I've been doing my home town(s) of Neath and Briton Ferry in South Wales. There are around 450 names on the principal memorial at the Gnoll, with a couple of hundred more if one incorporates the neighbouring mining villages of Resolven, Seven Sisters and Creunant. From the outset (I've been researching and writing for about 3 years) I've tried to reach out within the community for photographs and information. My family have lived there for a couple of generations and have worked in positions where they got to know everyone - Minister, Doctor, Teacher, so I've benefited from that immensely. It's also a relatively stable population and I've visited at least 3 houses where the sons/grandsons/grandaughters still live. History is pretty close to the surface. I've also set up exhibitions, talked to History Societies and Schools and set up a Facebook group, Ancestry etc... All these ventures have borne fruit to a greater of lesser extent, and as word spreads locally, I am contacted by families with photos and info. Of the casualties, I've got something approaching 150 original portrait photographs from families and not far off 50 groups of letters, diaries etc.

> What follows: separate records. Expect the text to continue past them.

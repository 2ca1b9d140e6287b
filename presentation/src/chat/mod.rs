//! Interactive chat module
//!
//! Provides a readline-based interactive chat interface.

mod command;
mod repl;

pub use command::SlashCommand;
pub use repl::{ChatRepl, cancel_on_ctrl_c, image_stem};
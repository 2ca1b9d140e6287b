//! Authentication value objects.
//!
//! Identity is owned by the external auth service; these types only carry
//! what the client sends and what it keeps after signing in.

use serde::{Deserialize, Serialize};
use std::fmt;

use crate::conversation::entities::UserId;
use crate::core::error::DomainError;

/// Email/password pair used to sign in.
#[derive(Clone, PartialEq, Eq)]
pub struct Credentials {
    pub email: String,
    pub password: String,
}

impl Credentials {
    pub fn new(email: impl Into<String>, password: impl Into<String>) -> Result<Self, DomainError> {
        let email = email.into().trim().to_string();
        let password = password.into();
        if email.is_empty() || !email.contains('@') {
            return Err(DomainError::InvalidEmail(email));
        }
        if password.is_empty() {
            return Err(DomainError::EmptyPassword);
        }
        Ok(Self { email, password })
    }
}

impl fmt::Debug for Credentials {
    fn fmt(&self, f: &mut fmt::Formatter<'_>) -> fmt::Result {
        f.debug_struct("Credentials")
            .field("email", &self.email)
            .field("password", &"<redacted>")
            .finish()
    }
}

/// Sign-up form: credentials plus the profile name.
#[derive(Debug, Clone, PartialEq, Eq)]
pub struct SignUpRequest {
    pub credentials: Credentials,
    pub full_name: String,
}

impl SignUpRequest {
    pub fn new(credentials: Credentials, full_name: impl Into<String>) -> Self {
        Self {
            credentials,
            full_name: full_name.into().trim().to_string(),
        }
    }
}

/// The authenticated user as reported by the auth service.
#[derive(Debug, Clone, PartialEq, Eq, Serialize, Deserialize)]
pub struct AuthUser {
    pub id: UserId,
    #[serde(default)]
    pub email: Option<String>,
}

/// Access tokens this close to expiry are refreshed before use.
pub const REFRESH_MARGIN_SECS: i64 = 60;

/// A signed-in session.
#[derive(Clone, PartialEq, Eq, Serialize, Deserialize)]
pub struct AuthSession {
    pub access_token: String,
    #[serde(default)]
    pub refresh_token: Option<String>,
    /// Unix time (seconds) at which `access_token` stops being accepted.
    #[serde(default)]
    pub expires_at: Option<i64>,
    pub user: AuthUser,
}

impl AuthSession {
    pub fn user_id(&self) -> &UserId {
        &self.user.id
    }

    /// Whether the access token should be refreshed at unix time `now`.
    ///
    /// Sessions without an expiry, or without a refresh token, never are.
    pub fn needs_refresh_at(&self, now: i64) -> bool {
        self.refresh_token.is_some()
            && self
                .expires_at
                .is_some_and(|at| at - REFRESH_MARGIN_SECS <= now)
    }

    pub fn needs_refresh(&self) -> bool {
        self.needs_refresh_at(chrono::Utc::now().timestamp())
    }
}

impl fmt::Debug for AuthSession {
    fn fmt(&self, f: &mut fmt::Formatter<'_>) -> fmt::Result {
        f.debug_struct("AuthSession")
            .field("access_token", &"<redacted>")
            .field("expires_at", &self.expires_at)
            .field("user", &self.user)
            .finish()
    }
}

For those of us conducting such works I suspect the key question is when to publish. Speaking for myself, I am going to hold off and will seek to take advantage of the upsurge in interest in the conflict from the upcoming anniversary and the following major anniversaries (I think July 1 2016 will be an enormous event - (7th-12th July for Wales especially)), Hopefully this will kick up more information. That's the hope anyway!

Jon.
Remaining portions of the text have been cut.